Data to use.

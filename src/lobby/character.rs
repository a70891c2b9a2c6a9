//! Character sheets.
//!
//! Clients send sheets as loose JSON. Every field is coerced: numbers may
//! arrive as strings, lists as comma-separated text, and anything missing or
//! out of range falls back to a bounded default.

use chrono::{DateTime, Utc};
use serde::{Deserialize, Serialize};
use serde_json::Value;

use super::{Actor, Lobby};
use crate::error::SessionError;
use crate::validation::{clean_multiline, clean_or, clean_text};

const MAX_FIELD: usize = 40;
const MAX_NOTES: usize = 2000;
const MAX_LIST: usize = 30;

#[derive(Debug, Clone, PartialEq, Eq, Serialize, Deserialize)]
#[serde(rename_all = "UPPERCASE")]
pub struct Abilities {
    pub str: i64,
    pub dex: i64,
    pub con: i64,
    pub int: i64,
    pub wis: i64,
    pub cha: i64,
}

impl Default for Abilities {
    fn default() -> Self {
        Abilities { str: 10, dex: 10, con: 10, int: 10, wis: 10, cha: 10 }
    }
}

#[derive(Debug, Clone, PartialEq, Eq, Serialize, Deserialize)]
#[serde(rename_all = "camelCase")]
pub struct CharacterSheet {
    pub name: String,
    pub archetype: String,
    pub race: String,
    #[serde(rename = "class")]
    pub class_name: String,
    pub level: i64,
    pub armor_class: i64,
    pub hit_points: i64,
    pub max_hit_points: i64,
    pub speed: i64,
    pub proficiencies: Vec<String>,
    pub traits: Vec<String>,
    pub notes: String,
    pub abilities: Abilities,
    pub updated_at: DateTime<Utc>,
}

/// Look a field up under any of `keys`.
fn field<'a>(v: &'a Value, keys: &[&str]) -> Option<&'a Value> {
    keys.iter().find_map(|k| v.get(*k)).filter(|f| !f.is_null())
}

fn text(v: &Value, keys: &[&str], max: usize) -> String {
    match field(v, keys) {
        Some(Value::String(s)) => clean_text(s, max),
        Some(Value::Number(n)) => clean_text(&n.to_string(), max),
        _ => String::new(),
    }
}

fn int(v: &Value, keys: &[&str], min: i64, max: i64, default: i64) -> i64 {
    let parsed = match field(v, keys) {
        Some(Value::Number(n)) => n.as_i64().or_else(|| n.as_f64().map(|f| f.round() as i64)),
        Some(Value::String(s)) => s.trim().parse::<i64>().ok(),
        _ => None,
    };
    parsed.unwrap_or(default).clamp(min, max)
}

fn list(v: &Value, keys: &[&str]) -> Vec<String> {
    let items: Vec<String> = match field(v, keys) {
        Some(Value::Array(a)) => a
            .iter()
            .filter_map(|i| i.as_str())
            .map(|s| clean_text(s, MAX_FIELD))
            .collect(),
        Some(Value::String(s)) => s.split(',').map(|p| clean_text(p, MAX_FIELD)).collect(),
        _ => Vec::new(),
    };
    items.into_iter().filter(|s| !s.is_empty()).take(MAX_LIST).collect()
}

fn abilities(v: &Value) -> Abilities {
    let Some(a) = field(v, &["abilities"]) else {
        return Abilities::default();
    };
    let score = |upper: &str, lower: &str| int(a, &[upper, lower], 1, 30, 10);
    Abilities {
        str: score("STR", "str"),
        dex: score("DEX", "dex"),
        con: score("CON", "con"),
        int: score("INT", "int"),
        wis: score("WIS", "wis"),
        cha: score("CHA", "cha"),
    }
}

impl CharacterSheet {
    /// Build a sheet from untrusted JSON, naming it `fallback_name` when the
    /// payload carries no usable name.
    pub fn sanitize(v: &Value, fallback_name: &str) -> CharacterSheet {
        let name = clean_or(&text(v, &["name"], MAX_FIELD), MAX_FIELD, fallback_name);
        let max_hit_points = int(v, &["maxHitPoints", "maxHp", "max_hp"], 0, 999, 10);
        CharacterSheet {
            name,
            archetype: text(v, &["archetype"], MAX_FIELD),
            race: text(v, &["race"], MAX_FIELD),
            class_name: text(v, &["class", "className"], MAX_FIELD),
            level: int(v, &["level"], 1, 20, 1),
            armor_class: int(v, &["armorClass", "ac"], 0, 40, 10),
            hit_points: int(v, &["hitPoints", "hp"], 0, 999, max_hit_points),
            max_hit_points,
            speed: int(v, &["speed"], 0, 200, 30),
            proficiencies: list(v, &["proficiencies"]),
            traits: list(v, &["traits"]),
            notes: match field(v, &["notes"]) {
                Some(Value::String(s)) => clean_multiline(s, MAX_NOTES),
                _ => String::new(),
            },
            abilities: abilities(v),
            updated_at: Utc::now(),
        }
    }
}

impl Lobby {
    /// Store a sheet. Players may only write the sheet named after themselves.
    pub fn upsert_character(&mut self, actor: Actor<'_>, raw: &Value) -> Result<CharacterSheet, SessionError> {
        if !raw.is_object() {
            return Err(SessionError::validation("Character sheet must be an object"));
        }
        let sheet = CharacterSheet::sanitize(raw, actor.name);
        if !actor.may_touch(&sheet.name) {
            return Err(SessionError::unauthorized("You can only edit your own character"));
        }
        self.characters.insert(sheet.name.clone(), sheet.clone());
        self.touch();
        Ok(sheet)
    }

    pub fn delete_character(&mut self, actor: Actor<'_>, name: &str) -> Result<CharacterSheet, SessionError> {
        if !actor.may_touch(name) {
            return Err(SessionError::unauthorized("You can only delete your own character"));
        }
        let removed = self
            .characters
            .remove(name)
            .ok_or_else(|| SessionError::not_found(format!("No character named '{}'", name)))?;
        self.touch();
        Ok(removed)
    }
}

---

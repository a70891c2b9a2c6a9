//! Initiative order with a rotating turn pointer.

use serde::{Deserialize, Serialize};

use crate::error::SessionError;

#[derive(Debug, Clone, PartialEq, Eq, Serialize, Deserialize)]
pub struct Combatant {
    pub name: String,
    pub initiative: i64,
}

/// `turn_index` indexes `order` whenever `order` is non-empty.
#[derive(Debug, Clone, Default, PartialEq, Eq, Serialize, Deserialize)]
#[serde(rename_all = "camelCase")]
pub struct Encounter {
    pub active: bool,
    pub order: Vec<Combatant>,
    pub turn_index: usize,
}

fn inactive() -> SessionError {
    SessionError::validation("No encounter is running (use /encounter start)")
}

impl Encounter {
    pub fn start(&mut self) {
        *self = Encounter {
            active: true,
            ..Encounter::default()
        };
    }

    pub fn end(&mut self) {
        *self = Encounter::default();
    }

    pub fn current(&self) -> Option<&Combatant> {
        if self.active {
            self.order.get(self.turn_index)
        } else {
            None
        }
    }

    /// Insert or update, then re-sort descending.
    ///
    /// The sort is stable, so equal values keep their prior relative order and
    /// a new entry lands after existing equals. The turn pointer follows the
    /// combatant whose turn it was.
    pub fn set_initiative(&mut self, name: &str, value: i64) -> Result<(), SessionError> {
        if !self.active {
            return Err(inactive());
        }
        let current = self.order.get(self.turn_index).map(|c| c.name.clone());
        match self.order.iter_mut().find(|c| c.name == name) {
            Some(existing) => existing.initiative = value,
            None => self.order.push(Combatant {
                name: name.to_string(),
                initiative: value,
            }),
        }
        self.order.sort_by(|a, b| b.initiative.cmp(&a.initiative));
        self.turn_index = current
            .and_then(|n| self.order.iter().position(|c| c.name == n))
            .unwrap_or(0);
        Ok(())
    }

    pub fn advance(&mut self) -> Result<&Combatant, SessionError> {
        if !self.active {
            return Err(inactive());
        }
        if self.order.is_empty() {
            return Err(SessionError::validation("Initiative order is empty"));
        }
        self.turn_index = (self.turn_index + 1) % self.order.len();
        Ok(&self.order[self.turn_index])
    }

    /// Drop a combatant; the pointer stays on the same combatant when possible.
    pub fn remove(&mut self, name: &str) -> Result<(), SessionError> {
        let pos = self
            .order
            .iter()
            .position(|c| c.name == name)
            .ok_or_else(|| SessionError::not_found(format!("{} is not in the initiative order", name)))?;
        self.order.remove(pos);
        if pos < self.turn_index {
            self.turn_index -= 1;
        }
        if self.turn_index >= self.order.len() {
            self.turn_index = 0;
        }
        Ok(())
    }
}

Your instructions.
Lines holding the word "usize" in the entries above are the ones to pull out. Copy them all.

Solution to the exercise.
const MAX_FIELD: usize = 40;
const MAX_NOTES: usize = 2000;
const MAX_LIST: usize = 30;
fn text(v: &Value, keys: &[&str], max: usize) -> String {
    pub turn_index: usize,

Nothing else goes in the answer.